(Items listed in a dataset)
··········

//! Vulkan synchronization primitives for GPU/CPU coordination
//!
//! RAII wrappers for fences, semaphores and events, all built on
//! [`OwnedHandle`] so ownership is exclusive and move-only.
//!
//! ## Which primitive to use
//!
//! - [`Fence`]: CPU waits for GPU completion. Staged transfers block on one.
//! - [`Semaphore`]: GPU-only ordering between queue submissions and present.
//! - [`Event`]: split barrier inside or across command buffers, settable from
//!   either the host or the device, waited on with explicit barrier lists.
//!
//! ```text
//! Queue A: [Work] -> Signal Semaphore ->
//! Queue B:          Wait Semaphore -> [Work]
//! ```

use ash::vk;
use ash::Device;

use crate::vulkan::handle::{destroy, OwnedHandle};
use crate::vulkan::{VulkanError, VulkanResult};

/// Memory barrier builder for common synchronization patterns
///
/// Feeds the memory barrier lists of [`Event::cmd_wait`] and plain pipeline
/// barriers around transfer work.
pub struct MemoryBarrierBuilder;

impl MemoryBarrierBuilder {
    /// Host write → Transfer read barrier (staging buffer filled by the CPU)
    pub fn host_write_to_transfer_read() -> vk::MemoryBarrier {
        vk::MemoryBarrier::builder()
            .src_access_mask(vk::AccessFlags::HOST_WRITE)
            .dst_access_mask(vk::AccessFlags::TRANSFER_READ)
            .build()
    }

    /// Transfer write → Vertex attribute read barrier (vertex buffer uploads)
    pub fn transfer_write_to_vertex_read() -> vk::MemoryBarrier {
        vk::MemoryBarrier::builder()
            .src_access_mask(vk::AccessFlags::TRANSFER_WRITE)
            .dst_access_mask(vk::AccessFlags::VERTEX_ATTRIBUTE_READ)
            .build()
    }

    /// Transfer write → Host read barrier (readback into a staging buffer)
    pub fn transfer_write_to_host_read() -> vk::MemoryBarrier {
        vk::MemoryBarrier::builder()
            .src_access_mask(vk::AccessFlags::TRANSFER_WRITE)
            .dst_access_mask(vk::AccessFlags::HOST_READ)
            .build()
    }

    /// Compute shader write → Shader read barrier (compute to graphics)
    pub fn shader_write_to_shader_read() -> vk::MemoryBarrier {
        vk::MemoryBarrier::builder()
            .src_access_mask(vk::AccessFlags::SHADER_WRITE)
            .dst_access_mask(vk::AccessFlags::SHADER_READ)
            .build()
    }
}

/// Non-blocking fence poll result
#[derive(Debug, Clone, Copy, PartialEq, Eq)]
pub enum FenceStatus {
    /// The GPU has signaled the fence
    Signaled,
    /// Work guarded by the fence is still pending
    Unsignaled,
}

impl From<bool> for FenceStatus {
    fn from(signaled: bool) -> Self {
        if signaled {
            Self::Signaled
        } else {
            Self::Unsignaled
        }
    }
}

/// Fence wrapper with RAII cleanup
#[derive(Debug)]
pub struct Fence {
    fence: OwnedHandle<vk::Fence>,
}

impl Fence {
    /// Create a new fence
    pub fn new(device: &Device, signaled: bool) -> VulkanResult<Self> {
        let flags = if signaled {
            vk::FenceCreateFlags::SIGNALED
        } else {
            vk::FenceCreateFlags::empty()
        };

        let create_info = vk::FenceCreateInfo::builder().flags(flags);

        let fence = unsafe {
            device.create_fence(&create_info, None)
                .map_err(VulkanError::Api)?
        };

        Ok(Self {
            fence: OwnedHandle::new(device, fence, destroy::fence),
        })
    }

    /// Block until the fence is signaled
    pub fn wait(&self) -> VulkanResult<()> {
        self.wait_timeout(u64::MAX).map(|_| ())
    }

    /// Wait up to `timeout_ns`; `Ok(false)` means the wait timed out
    pub fn wait_timeout(&self, timeout_ns: u64) -> VulkanResult<bool> {
        let result = unsafe {
            self.fence.device().wait_for_fences(&[self.fence.raw()], true, timeout_ns)
        };
        match result {
            Ok(()) => Ok(true),
            Err(vk::Result::TIMEOUT) => Ok(false),
            Err(e) => Err(VulkanError::Api(e)),
        }
    }

    /// Reset fence
    pub fn reset(&self) -> VulkanResult<()> {
        unsafe {
            self.fence.device().reset_fences(&[self.fence.raw()])
                .map_err(VulkanError::Api)
        }
    }

    /// Wait for the fence, then reset it for reuse
    pub fn wait_and_reset(&self) -> VulkanResult<()> {
        self.wait()?;
        self.reset()
    }

    /// Poll the fence without blocking; `Err` means the query itself failed
    pub fn status(&self) -> VulkanResult<FenceStatus> {
        unsafe {
            self.fence.device().get_fence_status(self.fence.raw())
                .map(FenceStatus::from)
                .map_err(VulkanError::Api)
        }
    }

    /// Get the fence handle
    pub fn handle(&self) -> vk::Fence {
        self.fence.raw()
    }
}

/// GPU-GPU synchronization primitive with automatic resource management
///
/// Consumed only by queue submission and present calls.
#[derive(Debug)]
pub struct Semaphore {
    semaphore: OwnedHandle<vk::Semaphore>,
}

impl Semaphore {
    /// Create a new binary semaphore
    pub fn new(device: &Device) -> VulkanResult<Self> {
        let create_info = vk::SemaphoreCreateInfo::builder();

        let semaphore = unsafe {
            device.create_semaphore(&create_info, None)
                .map_err(VulkanError::Api)?
        };

        Ok(Self {
            semaphore: OwnedHandle::new(device, semaphore, destroy::semaphore),
        })
    }

    /// Get the semaphore handle
    pub fn handle(&self) -> vk::Semaphore {
        self.semaphore.raw()
    }
}

/// Barrier lists attached to [`Event::cmd_wait`]
#[derive(Debug, Default, Clone)]
pub struct EventBarriers {
    /// Global memory barriers
    pub memory: Vec<vk::MemoryBarrier>,
    /// Buffer range barriers
    pub buffer: Vec<vk::BufferMemoryBarrier>,
    /// Image subresource barriers
    pub image: Vec<vk::ImageMemoryBarrier>,
}

impl EventBarriers {
    /// Only global memory barriers
    pub fn memory(barriers: impl Into<Vec<vk::MemoryBarrier>>) -> Self {
        Self {
            memory: barriers.into(),
            ..Self::default()
        }
    }

    /// Whether no barrier of any kind is attached
    pub fn is_empty(&self) -> bool {
        self.memory.is_empty() && self.buffer.is_empty() && self.image.is_empty()
    }
}

/// Event wrapper: a signal that can be set and waited on mid-command-buffer
#[derive(Debug)]
pub struct Event {
    event: OwnedHandle<vk::Event>,
}

impl Event {
    /// Create a new event in the unset state
    pub fn new(device: &Device) -> VulkanResult<Self> {
        let create_info = vk::EventCreateInfo::builder();

        let event = unsafe {
            device.create_event(&create_info, None)
                .map_err(VulkanError::Api)?
        };

        Ok(Self {
            event: OwnedHandle::new(device, event, destroy::event),
        })
    }

    /// Set the event from the host
    pub fn set(&self) -> VulkanResult<()> {
        unsafe {
            self.event.device().set_event(self.event.raw())
                .map_err(VulkanError::Api)
        }
    }

    /// Reset the event from the host
    pub fn reset(&self) -> VulkanResult<()> {
        unsafe {
            self.event.device().reset_event(self.event.raw())
                .map_err(VulkanError::Api)
        }
    }

    /// Whether the event is currently set
    pub fn status(&self) -> VulkanResult<bool> {
        unsafe {
            self.event.device().get_event_status(self.event.raw())
                .map_err(VulkanError::Api)
        }
    }

    /// Record a device-side set once `stage` completes
    pub fn cmd_set(&self, command_buffer: vk::CommandBuffer, stage: vk::PipelineStageFlags) {
        unsafe {
            self.event.device().cmd_set_event(command_buffer, self.event.raw(), stage);
        }
    }

    /// Record a device-side reset once `stage` completes
    pub fn cmd_reset(&self, command_buffer: vk::CommandBuffer, stage: vk::PipelineStageFlags) {
        unsafe {
            self.event.device().cmd_reset_event(command_buffer, self.event.raw(), stage);
        }
    }

    /// Record a wait on this event, applying `barriers` once it is set
    pub fn cmd_wait(
        &self,
        command_buffer: vk::CommandBuffer,
        src_stage: vk::PipelineStageFlags,
        dst_stage: vk::PipelineStageFlags,
        barriers: &EventBarriers,
    ) {
        unsafe {
            self.event.device().cmd_wait_events(
                command_buffer,
                &[self.event.raw()],
                src_stage,
                dst_stage,
                &barriers.memory,
                &barriers.buffer,
                &barriers.image,
            );
        }
    }

    /// Get the event handle
    pub fn handle(&self) -> vk::Event {
        self.event.raw()
    }
}

#[cfg(test)]
mod tests {
    use super::*;

    #[test]
    fn test_fence_status_from_query() {
        assert_eq!(FenceStatus::from(true), FenceStatus::Signaled);
        assert_eq!(FenceStatus::from(false), FenceStatus::Unsignaled);
    }

    #[test]
    fn test_staging_barrier_masks() {
        let barrier = MemoryBarrierBuilder::host_write_to_transfer_read();
        assert_eq!(barrier.src_access_mask, vk::AccessFlags::HOST_WRITE);
        assert_eq!(barrier.dst_access_mask, vk::AccessFlags::TRANSFER_READ);

        let readback = MemoryBarrierBuilder::transfer_write_to_host_read();
        assert_eq!(readback.dst_access_mask, vk::AccessFlags::HOST_READ);
    }

    #[test]
    fn test_event_barrier_lists() {
        let empty = EventBarriers::default();
        assert!(empty.is_empty());

        let barriers = EventBarriers::memory(vec![MemoryBarrierBuilder::shader_write_to_shader_read()]);
        assert!(!barriers.is_empty());
        assert_eq!(barriers.memory.len(), 1);
        assert!(barriers.image.is_empty());
    }
}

··········

» AIM OF THE TASK
Nothing beyond the line that contains "and plain pipeline" belongs in the answer; reproduce the entries exactly from their first line through it.

» WRITTEN RESPONSE
//! Vulkan synchronization primitives for GPU/CPU coordination
//!
//! RAII wrappers for fences, semaphores and events, all built on
//! [`OwnedHandle`] so ownership is exclusive and move-only.
//!
//! ## Which primitive to use
//!
//! - [`Fence`]: CPU waits for GPU completion. Staged transfers block on one.
//! - [`Semaphore`]: GPU-only ordering between queue submissions and present.
//! - [`Event`]: split barrier inside or across command buffers, settable from
//!   either the host or the device, waited on with explicit barrier lists.
//!
//! ```text
//! Queue A: [Work] -> Signal Semaphore ->
//! Queue B:          Wait Semaphore -> [Work]
//! ```

use ash::vk;
use ash::Device;

use crate::vulkan::handle::{destroy, OwnedHandle};
use crate::vulkan::{VulkanError, VulkanResult};

/// Memory barrier builder for common synchronization patterns
///
/// Feeds the memory barrier lists of [`Event::cmd_wait`] and plain pipeline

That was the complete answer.